Top of Source data
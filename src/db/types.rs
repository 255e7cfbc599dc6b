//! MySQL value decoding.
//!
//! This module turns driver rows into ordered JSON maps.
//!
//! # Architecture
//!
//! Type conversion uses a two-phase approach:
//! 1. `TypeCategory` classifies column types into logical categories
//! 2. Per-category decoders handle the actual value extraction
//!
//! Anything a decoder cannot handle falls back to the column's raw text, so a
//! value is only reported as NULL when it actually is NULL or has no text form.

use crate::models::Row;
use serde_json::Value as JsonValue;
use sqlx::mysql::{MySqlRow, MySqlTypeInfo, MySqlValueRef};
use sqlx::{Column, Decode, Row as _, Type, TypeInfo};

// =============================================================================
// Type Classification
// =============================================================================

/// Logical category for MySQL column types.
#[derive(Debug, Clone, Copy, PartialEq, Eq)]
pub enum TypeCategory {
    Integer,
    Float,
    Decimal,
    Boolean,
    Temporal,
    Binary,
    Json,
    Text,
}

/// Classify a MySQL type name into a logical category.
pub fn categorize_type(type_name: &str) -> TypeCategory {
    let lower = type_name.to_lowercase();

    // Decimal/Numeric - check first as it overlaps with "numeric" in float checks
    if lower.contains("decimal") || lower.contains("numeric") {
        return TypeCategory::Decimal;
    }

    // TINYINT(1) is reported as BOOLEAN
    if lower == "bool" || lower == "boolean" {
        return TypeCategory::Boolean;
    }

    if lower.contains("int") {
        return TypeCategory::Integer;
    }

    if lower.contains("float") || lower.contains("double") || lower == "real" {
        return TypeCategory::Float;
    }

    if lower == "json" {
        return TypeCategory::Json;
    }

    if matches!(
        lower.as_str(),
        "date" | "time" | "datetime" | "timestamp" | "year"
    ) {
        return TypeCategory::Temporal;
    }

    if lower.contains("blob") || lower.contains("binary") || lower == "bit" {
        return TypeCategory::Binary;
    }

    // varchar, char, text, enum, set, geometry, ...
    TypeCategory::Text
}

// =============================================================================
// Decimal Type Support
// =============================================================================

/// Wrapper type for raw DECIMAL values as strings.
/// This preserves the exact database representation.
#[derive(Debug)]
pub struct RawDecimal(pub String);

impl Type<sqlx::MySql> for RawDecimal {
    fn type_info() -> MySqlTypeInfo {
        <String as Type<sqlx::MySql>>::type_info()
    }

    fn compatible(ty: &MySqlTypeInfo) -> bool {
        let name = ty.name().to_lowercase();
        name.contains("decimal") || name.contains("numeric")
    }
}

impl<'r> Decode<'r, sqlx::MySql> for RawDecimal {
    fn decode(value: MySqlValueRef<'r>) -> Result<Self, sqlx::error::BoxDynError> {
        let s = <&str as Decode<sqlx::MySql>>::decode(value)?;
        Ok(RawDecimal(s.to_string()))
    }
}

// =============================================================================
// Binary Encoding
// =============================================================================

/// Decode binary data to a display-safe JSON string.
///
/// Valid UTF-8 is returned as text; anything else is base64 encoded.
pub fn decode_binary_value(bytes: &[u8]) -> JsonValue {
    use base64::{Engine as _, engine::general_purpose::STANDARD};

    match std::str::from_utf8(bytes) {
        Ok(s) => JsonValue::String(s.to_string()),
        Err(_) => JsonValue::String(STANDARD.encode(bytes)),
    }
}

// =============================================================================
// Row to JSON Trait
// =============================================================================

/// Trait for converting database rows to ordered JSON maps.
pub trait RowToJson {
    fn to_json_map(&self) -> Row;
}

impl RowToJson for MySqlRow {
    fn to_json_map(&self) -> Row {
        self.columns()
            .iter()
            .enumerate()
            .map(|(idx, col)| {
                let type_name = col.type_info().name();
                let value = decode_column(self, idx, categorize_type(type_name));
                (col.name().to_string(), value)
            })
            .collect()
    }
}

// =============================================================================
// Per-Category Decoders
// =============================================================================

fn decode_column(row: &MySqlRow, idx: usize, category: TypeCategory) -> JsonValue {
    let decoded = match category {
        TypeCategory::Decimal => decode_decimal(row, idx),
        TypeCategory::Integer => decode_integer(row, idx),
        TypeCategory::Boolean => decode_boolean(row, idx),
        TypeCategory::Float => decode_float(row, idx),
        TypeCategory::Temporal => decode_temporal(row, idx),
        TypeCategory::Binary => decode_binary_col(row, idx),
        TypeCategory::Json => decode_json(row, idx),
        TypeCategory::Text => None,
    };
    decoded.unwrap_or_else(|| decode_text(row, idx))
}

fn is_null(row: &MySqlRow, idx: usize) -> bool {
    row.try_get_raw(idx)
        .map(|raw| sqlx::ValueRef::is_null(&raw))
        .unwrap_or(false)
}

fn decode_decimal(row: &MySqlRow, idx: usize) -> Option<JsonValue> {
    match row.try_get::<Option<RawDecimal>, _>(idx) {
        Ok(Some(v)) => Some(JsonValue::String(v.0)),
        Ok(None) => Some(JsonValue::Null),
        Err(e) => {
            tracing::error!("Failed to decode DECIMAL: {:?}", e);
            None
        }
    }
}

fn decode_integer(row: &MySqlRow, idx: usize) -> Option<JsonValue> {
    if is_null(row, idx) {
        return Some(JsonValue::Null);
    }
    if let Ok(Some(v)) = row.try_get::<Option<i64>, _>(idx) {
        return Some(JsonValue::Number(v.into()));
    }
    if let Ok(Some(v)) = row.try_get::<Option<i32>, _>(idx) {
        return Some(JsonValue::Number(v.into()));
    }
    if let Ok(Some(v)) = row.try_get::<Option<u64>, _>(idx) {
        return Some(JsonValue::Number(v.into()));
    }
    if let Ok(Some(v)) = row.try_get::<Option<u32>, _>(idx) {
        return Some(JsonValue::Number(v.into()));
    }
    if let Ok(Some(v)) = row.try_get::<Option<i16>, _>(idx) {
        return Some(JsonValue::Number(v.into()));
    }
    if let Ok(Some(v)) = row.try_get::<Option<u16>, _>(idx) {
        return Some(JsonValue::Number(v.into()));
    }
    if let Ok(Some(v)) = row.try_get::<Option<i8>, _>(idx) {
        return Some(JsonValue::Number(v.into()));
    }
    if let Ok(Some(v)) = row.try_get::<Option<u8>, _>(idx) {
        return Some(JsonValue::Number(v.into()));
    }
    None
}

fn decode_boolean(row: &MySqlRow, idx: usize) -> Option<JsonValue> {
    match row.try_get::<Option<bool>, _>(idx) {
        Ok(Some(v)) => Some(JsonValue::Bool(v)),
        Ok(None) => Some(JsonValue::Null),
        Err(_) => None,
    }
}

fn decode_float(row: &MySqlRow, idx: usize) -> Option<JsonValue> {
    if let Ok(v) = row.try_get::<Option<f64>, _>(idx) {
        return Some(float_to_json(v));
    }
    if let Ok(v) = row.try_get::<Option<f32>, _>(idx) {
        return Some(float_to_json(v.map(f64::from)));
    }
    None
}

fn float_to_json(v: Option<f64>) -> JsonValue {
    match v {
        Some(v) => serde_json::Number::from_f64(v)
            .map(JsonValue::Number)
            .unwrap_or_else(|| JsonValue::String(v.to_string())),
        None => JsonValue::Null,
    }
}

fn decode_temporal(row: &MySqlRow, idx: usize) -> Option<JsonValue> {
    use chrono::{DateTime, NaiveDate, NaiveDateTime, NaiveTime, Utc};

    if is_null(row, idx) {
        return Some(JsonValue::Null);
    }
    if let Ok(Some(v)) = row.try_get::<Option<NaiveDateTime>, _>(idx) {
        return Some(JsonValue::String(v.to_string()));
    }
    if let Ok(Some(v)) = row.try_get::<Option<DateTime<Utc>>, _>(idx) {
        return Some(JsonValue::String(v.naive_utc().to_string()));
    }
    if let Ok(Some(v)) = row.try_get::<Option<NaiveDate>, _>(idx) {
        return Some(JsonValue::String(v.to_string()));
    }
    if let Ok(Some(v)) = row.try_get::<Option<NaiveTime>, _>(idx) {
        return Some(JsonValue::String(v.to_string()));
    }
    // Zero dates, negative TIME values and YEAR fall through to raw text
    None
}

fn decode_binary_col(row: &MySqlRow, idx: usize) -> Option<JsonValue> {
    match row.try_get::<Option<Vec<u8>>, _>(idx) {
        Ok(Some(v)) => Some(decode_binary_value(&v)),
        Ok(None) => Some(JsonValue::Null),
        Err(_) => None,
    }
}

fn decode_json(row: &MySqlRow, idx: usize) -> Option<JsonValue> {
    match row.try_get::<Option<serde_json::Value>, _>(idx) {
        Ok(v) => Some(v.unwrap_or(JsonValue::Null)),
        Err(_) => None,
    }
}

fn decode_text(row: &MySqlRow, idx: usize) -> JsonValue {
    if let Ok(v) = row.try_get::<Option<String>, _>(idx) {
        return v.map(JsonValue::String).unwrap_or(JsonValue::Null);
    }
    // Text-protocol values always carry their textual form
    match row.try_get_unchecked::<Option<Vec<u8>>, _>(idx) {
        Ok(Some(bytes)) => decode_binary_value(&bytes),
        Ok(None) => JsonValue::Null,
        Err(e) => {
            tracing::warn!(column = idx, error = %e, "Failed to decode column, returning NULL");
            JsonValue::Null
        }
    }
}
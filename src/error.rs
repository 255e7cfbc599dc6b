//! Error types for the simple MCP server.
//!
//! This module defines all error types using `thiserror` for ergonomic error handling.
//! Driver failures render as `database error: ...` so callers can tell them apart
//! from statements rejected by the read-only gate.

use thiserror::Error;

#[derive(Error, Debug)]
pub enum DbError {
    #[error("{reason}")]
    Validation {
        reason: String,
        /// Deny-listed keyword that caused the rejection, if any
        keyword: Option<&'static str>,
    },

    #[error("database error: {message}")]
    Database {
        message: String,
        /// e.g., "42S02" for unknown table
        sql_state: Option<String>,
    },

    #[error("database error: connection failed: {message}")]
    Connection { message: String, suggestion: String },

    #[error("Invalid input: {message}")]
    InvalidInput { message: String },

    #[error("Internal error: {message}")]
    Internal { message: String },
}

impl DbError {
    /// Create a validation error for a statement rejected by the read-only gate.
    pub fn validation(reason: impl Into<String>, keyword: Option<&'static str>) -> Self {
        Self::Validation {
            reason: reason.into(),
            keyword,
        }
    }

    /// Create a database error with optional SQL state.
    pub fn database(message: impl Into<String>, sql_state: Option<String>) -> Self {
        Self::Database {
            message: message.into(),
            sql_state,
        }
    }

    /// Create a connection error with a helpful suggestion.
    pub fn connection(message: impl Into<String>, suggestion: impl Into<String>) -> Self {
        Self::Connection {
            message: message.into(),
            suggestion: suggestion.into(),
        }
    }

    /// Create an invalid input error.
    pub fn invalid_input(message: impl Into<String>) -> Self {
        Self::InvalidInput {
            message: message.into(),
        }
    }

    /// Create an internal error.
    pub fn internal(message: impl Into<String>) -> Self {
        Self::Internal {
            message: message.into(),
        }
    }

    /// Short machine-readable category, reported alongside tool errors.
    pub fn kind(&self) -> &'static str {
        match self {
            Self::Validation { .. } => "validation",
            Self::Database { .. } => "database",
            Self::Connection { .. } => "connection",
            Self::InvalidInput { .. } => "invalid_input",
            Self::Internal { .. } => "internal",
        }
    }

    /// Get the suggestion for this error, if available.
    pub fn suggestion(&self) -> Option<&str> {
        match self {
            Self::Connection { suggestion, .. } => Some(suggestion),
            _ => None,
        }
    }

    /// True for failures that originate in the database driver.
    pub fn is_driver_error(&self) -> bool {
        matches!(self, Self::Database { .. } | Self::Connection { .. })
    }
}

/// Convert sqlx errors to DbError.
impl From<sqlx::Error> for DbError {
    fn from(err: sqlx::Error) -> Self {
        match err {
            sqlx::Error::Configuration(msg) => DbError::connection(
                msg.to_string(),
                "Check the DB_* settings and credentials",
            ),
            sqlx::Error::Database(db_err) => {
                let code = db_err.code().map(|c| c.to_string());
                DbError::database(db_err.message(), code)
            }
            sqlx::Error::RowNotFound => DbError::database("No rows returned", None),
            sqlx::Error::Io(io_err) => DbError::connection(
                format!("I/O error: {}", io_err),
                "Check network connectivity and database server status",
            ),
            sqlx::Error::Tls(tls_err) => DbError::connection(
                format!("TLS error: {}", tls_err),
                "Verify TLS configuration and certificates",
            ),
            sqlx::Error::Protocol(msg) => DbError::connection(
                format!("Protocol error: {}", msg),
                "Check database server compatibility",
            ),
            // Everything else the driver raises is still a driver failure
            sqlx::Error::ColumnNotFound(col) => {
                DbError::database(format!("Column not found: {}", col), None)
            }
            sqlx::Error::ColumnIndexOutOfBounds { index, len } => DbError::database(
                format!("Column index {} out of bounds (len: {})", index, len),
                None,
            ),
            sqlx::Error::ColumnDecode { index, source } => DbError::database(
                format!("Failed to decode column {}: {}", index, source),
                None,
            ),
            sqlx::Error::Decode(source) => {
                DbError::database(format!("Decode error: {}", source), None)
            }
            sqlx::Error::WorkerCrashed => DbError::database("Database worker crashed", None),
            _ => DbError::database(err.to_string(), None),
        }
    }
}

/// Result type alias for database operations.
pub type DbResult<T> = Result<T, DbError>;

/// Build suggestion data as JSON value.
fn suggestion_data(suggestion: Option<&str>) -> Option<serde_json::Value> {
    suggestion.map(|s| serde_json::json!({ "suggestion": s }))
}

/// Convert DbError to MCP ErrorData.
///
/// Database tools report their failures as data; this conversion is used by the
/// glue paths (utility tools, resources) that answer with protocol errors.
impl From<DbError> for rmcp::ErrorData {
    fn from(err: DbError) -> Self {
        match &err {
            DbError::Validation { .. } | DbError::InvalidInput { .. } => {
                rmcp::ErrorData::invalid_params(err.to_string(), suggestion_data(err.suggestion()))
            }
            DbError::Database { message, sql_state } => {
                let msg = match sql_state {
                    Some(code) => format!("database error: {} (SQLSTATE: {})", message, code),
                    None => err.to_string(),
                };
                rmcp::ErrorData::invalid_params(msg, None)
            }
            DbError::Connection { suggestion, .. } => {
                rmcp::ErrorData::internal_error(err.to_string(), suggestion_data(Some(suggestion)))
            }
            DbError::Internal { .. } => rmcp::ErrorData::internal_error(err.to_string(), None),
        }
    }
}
Bottom of Source data
**Exercise description**
Above are the entries. Output exactly the lines beginning with the line that has "Decimal Type Support" and ending with the line that has "fn type_info() ->".

**Exercise solution**
// Decimal Type Support
// =============================================================================

/// Wrapper type for raw DECIMAL values as strings.
/// This preserves the exact database representation.
#[derive(Debug)]
pub struct RawDecimal(pub String);

impl Type<sqlx::MySql> for RawDecimal {
    fn type_info() -> MySqlTypeInfo {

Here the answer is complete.